Oyeron entonces unas voces que decían:
—¡Queremos que el príncipe Bimlín cuente cosas!
—¿Qué cosas?
—Todas las cosas que le han pasado en el país de los hombres.
—Muy bien, os lo contaré todo, pero mañana por la mañana; ahora estoy muy cansado.
Y se puso a bostezar de una forma que se les contagió a todos, y con aquellos bostezos les entró sueño y todos los kásperles dijeron que se iban a dormir. Llevaron a Kásperle y a Marilena a un campo que estaba lleno de estacas largas y de hamacas pequeñitas, como cunas. Había una hamaca para cada kásperle; todos se acostaron, y el viento empezó a mecer las hamacas, suavemente. A Kásperle le gustó mucho aquello, pero Marilena hubiera preferido una cama bien quieta y blanda; a pesar de todo, se durmió en seguida, porque estaba muy cansada, y Kásperle se durmió también. Y de pronto, cuando ya era muy de noche y estaba todo callado, se oyó un grito:
—¡Que vienen los enemigos! ¡¡Los enemigos!!
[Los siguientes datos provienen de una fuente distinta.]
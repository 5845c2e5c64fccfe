//! Simple card game: a worked example of the move core.

pub mod game;

pub use game::{
    apply_fix_ups, phases, stacks, MoveDrawCard, MovePass, MovePlayCard, SimpleDelegate,
    SimpleGameBuilder,
};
Todos los kásperles bajaron de un salto de sus hamacas. Kásperle no sabía si aquellos enemigos serían sus amigos del barco; y además no se veía a los enemigos por ningún lado. El rey Tolu preguntó:
—¿Quién nos ataca? ¿Quién?
Nadie lo sabía. El Rey volvió a preguntar:
—¿Quién ha oído que se acercaban los enemigos?
—Yo lo he oído.
—Y yo también —dijeron dos kásperles.
—Pero bueno, ¿qué habéis oído? ¿Disparos?
—¡No, no eran disparos! ¡Era un ruido así: rrrrrr!
Marilena se echó a reír y dijo entonces:
—¡Ésos son los ronquidos de Kásperle!
¡Ronquidos! En la Isla no habían oído nunca una cosa así, ni tampoco una risa tan clara como la de Marilena, y el rey Tolu volvió a decir:
—Esta niña del país de los hombres me gusta. Me casaré con ella.
Marilena se metió asustada debajo de su colcha de colorines, y Kásperle se acercó a ella y le dijo al oído:
—No tengas miedo, Marilena. Yo te protegeré.